Prompt: All lines holding the word "warn" are to be copied from the records beneath.

Dataset records:
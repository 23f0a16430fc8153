//! Data provider and sink errors.

use bean_core::error::DataError;
use thiserror::Error;

/// Errors raised while loading datasets or writing market data points.
#[derive(Error, Debug)]
pub enum DataProviderError {
    /// File could not be read or written
    #[error("[DataProvider] I/O error: {0}")]
    Io(#[from] std::io::Error),

    /// Dataset is not valid JSON for the expected shape
    #[error("[DataProvider] JSON error: {0}")]
    Json(#[from] serde_json::Error),

    /// Records of a series are out of time order
    #[error("[DataProvider] {series} not sorted at index {index}")]
    Unsorted {
        /// Series name
        series: String,
        /// Index of the first out-of-order record
        index: usize,
    },

    /// The sink was shut down
    #[error("[DataProvider] sink is closed")]
    Closed,
}

impl From<DataProviderError> for DataError {
    fn from(err: DataProviderError) -> Self {
        match err {
            DataProviderError::Unsorted { series, index } => Self::Unsorted { series, index },
            DataProviderError::Json(e) => Self::Malformed {
                reason: e.to_string(),
            },
            other => Self::Unavailable {
                reason: other.to_string(),
            },
        }
    }
}
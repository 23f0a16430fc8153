//! # Bean Telemetry
//!
//! Logging and tracing for the bean tools.
//!
//! This crate provides:
//! - Structured logging with JSON, pretty and compact formats
//! - Stdout, stderr and rotated file outputs
//! - Span helpers for commands, backtests and pricing

#![warn(missing_docs)]
#![warn(clippy::all)]
#![warn(clippy::pedantic)]
#![allow(clippy::missing_errors_doc)]
#![allow(clippy::missing_panics_doc)]
#![allow(clippy::module_name_repetitions)]

/// Logging configuration and initialization
pub mod logging;

/// Span definitions
pub mod spans;

/// Prelude for convenient imports
pub mod prelude {
    pub use crate::logging::{LogConfig, LogFormat, LogOutput, LoggingError, init_logging};
    pub use crate::spans::*;
}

Result of the exercise:
#![warn(missing_docs)]
#![warn(clippy::all)]
#![warn(clippy::pedantic)]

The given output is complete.